Exercise objective -> Scan the records below for the line containing "client, if known" and the line containing "self.authenticated_user.as_deref()". Copy both, plus every line between, exactly.

(Collected data entries)
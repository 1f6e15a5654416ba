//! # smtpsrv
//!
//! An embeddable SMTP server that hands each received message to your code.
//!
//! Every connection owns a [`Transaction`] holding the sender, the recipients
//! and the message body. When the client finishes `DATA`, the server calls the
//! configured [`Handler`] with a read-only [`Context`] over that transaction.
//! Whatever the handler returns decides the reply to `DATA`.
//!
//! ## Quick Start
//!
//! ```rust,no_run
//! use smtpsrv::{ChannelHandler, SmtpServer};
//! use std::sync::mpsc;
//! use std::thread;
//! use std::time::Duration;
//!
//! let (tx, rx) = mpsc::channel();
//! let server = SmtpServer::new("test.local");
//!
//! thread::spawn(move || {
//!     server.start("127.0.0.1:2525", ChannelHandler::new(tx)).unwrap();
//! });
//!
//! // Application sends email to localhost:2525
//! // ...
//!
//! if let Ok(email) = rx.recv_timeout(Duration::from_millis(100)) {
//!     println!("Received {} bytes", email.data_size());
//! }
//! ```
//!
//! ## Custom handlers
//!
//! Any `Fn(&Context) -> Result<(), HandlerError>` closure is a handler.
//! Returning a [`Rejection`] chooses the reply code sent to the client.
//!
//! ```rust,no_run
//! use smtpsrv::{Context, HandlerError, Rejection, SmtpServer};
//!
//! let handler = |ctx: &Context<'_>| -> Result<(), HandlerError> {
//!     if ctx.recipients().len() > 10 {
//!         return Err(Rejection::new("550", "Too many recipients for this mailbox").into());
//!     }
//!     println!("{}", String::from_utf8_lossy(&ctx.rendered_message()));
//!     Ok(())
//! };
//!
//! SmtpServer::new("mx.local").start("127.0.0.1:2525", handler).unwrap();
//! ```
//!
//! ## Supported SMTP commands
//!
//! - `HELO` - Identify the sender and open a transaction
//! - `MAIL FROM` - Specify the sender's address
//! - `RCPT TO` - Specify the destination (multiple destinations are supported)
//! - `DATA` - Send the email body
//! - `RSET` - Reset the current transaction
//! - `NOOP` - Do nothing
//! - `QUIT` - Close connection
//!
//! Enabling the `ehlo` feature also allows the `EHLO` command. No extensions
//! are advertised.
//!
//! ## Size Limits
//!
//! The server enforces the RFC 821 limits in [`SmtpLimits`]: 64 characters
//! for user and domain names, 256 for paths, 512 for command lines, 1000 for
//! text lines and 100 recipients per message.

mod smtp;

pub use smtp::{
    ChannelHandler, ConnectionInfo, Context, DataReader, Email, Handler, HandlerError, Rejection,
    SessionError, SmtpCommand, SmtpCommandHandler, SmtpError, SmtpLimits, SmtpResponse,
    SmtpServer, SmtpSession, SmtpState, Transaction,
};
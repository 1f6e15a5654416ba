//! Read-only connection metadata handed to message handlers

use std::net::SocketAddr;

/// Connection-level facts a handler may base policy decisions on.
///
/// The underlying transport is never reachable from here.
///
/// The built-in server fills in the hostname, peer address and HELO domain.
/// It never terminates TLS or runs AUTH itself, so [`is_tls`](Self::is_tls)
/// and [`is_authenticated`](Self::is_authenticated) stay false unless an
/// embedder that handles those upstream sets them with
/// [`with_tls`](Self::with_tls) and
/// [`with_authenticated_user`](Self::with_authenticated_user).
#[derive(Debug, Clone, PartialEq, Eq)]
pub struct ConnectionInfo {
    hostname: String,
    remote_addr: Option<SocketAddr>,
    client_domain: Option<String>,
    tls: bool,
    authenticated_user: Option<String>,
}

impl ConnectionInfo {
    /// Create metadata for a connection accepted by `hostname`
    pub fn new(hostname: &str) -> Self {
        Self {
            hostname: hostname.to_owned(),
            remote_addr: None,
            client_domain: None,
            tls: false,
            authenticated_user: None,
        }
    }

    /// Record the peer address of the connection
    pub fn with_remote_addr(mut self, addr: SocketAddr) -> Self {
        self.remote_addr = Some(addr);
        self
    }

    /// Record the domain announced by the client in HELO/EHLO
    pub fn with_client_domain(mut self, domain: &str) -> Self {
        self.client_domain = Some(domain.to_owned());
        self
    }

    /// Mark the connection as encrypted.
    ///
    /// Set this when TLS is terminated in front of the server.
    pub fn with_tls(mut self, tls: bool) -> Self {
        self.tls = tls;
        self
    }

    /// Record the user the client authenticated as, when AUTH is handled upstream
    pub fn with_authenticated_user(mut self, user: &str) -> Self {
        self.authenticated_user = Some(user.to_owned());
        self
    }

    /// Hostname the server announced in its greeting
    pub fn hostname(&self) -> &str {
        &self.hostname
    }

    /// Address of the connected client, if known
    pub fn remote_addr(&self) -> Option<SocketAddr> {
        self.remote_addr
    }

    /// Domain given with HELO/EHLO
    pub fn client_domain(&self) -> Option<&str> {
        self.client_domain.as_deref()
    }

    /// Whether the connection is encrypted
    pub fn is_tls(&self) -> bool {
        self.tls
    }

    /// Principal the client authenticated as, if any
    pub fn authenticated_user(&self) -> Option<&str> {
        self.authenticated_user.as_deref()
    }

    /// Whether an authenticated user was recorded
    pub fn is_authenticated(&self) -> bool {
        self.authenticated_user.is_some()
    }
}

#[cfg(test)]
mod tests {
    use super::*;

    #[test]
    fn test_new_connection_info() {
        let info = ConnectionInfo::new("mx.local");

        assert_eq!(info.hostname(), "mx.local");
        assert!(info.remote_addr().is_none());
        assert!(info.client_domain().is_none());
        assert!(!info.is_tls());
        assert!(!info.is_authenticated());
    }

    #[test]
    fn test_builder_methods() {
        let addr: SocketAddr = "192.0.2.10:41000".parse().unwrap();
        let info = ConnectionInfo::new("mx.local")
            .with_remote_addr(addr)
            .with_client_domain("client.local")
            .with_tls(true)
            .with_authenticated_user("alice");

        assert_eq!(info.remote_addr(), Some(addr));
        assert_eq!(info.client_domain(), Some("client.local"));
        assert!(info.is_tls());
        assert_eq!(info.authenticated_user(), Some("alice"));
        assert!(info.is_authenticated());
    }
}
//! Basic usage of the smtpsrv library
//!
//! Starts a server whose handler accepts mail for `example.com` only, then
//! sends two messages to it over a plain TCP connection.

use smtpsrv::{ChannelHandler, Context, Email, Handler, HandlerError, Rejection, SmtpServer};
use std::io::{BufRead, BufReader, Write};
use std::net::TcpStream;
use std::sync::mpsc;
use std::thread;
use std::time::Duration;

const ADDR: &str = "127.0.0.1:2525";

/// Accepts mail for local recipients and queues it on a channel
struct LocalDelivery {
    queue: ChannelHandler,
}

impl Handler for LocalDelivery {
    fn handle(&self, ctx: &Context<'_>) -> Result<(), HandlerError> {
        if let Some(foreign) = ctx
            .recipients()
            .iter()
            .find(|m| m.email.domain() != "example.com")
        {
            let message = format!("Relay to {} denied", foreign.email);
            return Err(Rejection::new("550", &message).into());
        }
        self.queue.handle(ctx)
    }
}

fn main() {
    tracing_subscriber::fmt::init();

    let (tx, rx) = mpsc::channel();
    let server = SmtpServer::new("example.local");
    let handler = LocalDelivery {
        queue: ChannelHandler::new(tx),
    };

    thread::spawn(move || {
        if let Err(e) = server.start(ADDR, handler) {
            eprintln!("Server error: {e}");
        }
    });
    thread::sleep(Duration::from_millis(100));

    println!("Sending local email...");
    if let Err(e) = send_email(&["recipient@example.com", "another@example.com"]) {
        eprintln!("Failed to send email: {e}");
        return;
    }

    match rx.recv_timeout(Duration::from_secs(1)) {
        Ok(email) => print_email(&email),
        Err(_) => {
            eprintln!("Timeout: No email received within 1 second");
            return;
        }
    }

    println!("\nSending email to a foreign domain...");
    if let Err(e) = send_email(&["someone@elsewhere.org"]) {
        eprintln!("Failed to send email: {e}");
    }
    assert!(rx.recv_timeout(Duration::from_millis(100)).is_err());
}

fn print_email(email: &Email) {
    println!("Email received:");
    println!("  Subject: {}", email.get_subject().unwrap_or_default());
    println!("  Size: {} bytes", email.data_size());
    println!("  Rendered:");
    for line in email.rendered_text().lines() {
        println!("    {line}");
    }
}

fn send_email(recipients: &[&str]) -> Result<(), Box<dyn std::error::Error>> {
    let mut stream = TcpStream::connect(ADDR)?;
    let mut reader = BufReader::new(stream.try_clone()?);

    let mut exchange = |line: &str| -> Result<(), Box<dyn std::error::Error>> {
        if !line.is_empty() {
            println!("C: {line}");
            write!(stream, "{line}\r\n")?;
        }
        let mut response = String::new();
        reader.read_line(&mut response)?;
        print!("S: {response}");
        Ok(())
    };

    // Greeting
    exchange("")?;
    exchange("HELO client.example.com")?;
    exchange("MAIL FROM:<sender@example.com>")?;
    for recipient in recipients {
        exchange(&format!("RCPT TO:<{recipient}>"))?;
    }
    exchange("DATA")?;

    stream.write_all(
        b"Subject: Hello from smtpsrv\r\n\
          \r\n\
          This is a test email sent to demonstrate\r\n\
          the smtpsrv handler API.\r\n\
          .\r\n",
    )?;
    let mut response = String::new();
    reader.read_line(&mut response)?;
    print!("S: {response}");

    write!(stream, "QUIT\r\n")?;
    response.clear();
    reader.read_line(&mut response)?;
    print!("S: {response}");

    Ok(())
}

Answer section ->
    /// Address of the connected client, if known
    pub fn remote_addr(&self) -> Option<SocketAddr> {
        self.remote_addr
    }

    /// Domain given with HELO/EHLO
    pub fn client_domain(&self) -> Option<&str> {
        self.client_domain.as_deref()
    }

    /// Whether the connection is encrypted
    pub fn is_tls(&self) -> bool {
        self.tls
    }

    /// Principal the client authenticated as, if any
    pub fn authenticated_user(&self) -> Option<&str> {
        self.authenticated_user.as_deref()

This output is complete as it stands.